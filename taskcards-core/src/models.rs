use chrono::{DateTime, Duration, Utc};
use serde::{Deserialize, Deserializer, Serialize};
use std::collections::HashSet;
use uuid::Uuid;

use crate::tags::dedup_tags;

pub type CardId = String;
pub type CollectionId = String;

pub fn new_id() -> String {
    Uuid::new_v4().to_string()
}

#[derive(Clone, Copy, Debug, Default, Serialize, Deserialize, PartialEq, Eq, Hash)]
#[serde(rename_all = "lowercase")]
pub enum Priority {
    #[default]
    Low,
    Medium,
    High,
}

impl Priority {
    pub fn as_str(&self) -> &'static str {
        match self {
            Priority::Low => "low",
            Priority::Medium => "medium",
            Priority::High => "high",
        }
    }
}

#[derive(Clone, Debug, Serialize, Deserialize, PartialEq, Eq)]
#[serde(rename_all = "camelCase")]
pub struct Card {
    #[serde(deserialize_with = "id_from_string_or_number")]
    pub id: CardId,
    #[serde(default)]
    pub topic: String,
    #[serde(default, skip_serializing_if = "Option::is_none")]
    pub label: Option<String>,
    pub description: String,
    #[serde(default)]
    pub details: String,
    #[serde(default)]
    pub priority: Priority,
    #[serde(default)]
    pub tags: Vec<String>,
    pub created_at: DateTime<Utc>,
}

impl Card {
    /// Builds a card with a fresh id and `created_at = now`.
    pub fn new(input: CardInput) -> Self {
        let mut card = Self {
            id: new_id(),
            topic: String::new(),
            label: None,
            description: String::new(),
            details: String::new(),
            priority: Priority::default(),
            tags: Vec::new(),
            created_at: Utc::now(),
        };
        card.apply(input);
        card
    }

    /// Replaces every mutable field. `id` and `created_at` are never touched.
    pub fn apply(&mut self, input: CardInput) {
        self.topic = input.topic;
        self.label = input.label.filter(|l| !l.is_empty());
        self.description = input.description;
        self.details = input.details;
        self.priority = input.priority;
        self.tags = dedup_tags(input.tags);
    }
}

/// Drops cards whose id already appeared earlier in the list. Returns the kept
/// cards and how many were dropped.
pub fn dedup_cards(cards: Vec<Card>) -> (Vec<Card>, usize) {
    let mut seen = HashSet::new();
    let total = cards.len();
    let kept: Vec<Card> = cards.into_iter().filter(|c| seen.insert(c.id.clone())).collect();
    let dropped = total - kept.len();
    (kept, dropped)
}

/// The caller-editable part of a card.
#[derive(Clone, Debug, Default, PartialEq, Eq)]
pub struct CardInput {
    pub topic: String,
    pub label: Option<String>,
    pub description: String,
    pub details: String,
    pub priority: Priority,
    pub tags: Vec<String>,
}

impl CardInput {
    pub fn new(description: impl Into<String>) -> Self {
        Self {
            description: description.into(),
            ..Self::default()
        }
    }

    pub fn topic(mut self, topic: impl Into<String>) -> Self {
        self.topic = topic.into();
        self
    }

    pub fn label(mut self, label: impl Into<String>) -> Self {
        self.label = Some(label.into());
        self
    }

    pub fn details(mut self, details: impl Into<String>) -> Self {
        self.details = details.into();
        self
    }

    pub fn priority(mut self, priority: Priority) -> Self {
        self.priority = priority;
        self
    }

    pub fn tags<I, S>(mut self, tags: I) -> Self
    where
        I: IntoIterator<Item = S>,
        S: Into<String>,
    {
        self.tags = tags.into_iter().map(Into::into).collect();
        self
    }
}

impl From<&Card> for CardInput {
    fn from(card: &Card) -> Self {
        Self {
            topic: card.topic.clone(),
            label: card.label.clone(),
            description: card.description.clone(),
            details: card.details.clone(),
            priority: card.priority,
            tags: card.tags.clone(),
        }
    }
}

#[derive(Clone, Debug, Serialize, Deserialize, PartialEq, Eq)]
#[serde(rename_all = "camelCase")]
pub struct Collection {
    #[serde(deserialize_with = "id_from_string_or_number")]
    pub id: CollectionId,
    pub name: String,
    pub cards: Vec<Card>,
    pub created_at: DateTime<Utc>,
    pub updated_at: DateTime<Utc>,
}

impl Collection {
    pub fn new(name: impl Into<String>, cards: Vec<Card>) -> Self {
        let now = Utc::now();
        Self {
            id: new_id(),
            name: name.into(),
            cards,
            created_at: now,
            updated_at: now,
        }
    }

    /// Overwrites the stored cards and moves `updated_at` strictly forward.
    pub fn overwrite(&mut self, cards: Vec<Card>) {
        self.cards = cards;
        self.updated_at = later_than(self.updated_at);
    }

    pub fn summary(&self) -> CollectionSummary {
        CollectionSummary {
            id: self.id.clone(),
            name: self.name.clone(),
            card_count: self.cards.len(),
            updated_at: self.updated_at,
        }
    }
}

#[derive(Clone, Debug, Serialize, PartialEq, Eq)]
#[serde(rename_all = "camelCase")]
pub struct CollectionSummary {
    pub id: CollectionId,
    pub name: String,
    pub card_count: usize,
    pub updated_at: DateTime<Utc>,
}

/// Sorts summaries most recently updated first.
pub fn sort_by_recent(summaries: &mut [CollectionSummary]) {
    summaries.sort_by(|a, b| b.updated_at.cmp(&a.updated_at));
}

// Clock reads can repeat (or go backwards) between two quick saves.
fn later_than(prev: DateTime<Utc>) -> DateTime<Utc> {
    let now = Utc::now();
    if now > prev {
        now
    } else {
        prev + Duration::milliseconds(1)
    }
}

pub(crate) fn id_from_string_or_number<'de, D>(deserializer: D) -> Result<String, D::Error>
where
    D: Deserializer<'de>,
{
    #[derive(Deserialize)]
    #[serde(untagged)]
    enum RawId {
        Text(String),
        Number(serde_json::Number),
    }

    Ok(match RawId::deserialize(deserializer)? {
        RawId::Text(s) => s,
        RawId::Number(n) => n.to_string(),
    })
}
use directories::ProjectDirs;
use std::path::{Path, PathBuf};

/// Platform data directory for the app, or the working directory when the
/// platform has none.
pub fn data_root() -> PathBuf {
    ProjectDirs::from("com", "taskcards", "TaskCards")
        .map(|pd| pd.data_dir().to_path_buf())
        .or_else(|| std::env::current_dir().ok())
        .unwrap_or_else(|| PathBuf::from("."))
}

pub fn store_files(root: &Path) -> (PathBuf, PathBuf) {
    let file = root.join("taskcards.json");
    let backups = root.join("backups");
    (file, backups)
}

━━━━━━

__TASK REQUIREMENTS__:
Task for the records above: copy every line in which the word "Debug" occurs.

__RESPONSE TO THIS EXERCISE__:
#[derive(Clone, Copy, Debug, Default, Serialize, Deserialize, PartialEq, Eq, Hash)]
#[derive(Clone, Debug, Serialize, Deserialize, PartialEq, Eq)]
#[derive(Clone, Debug, Default, PartialEq, Eq)]
#[derive(Clone, Debug, Serialize, Deserialize, PartialEq, Eq)]
#[derive(Clone, Debug, Serialize, PartialEq, Eq)]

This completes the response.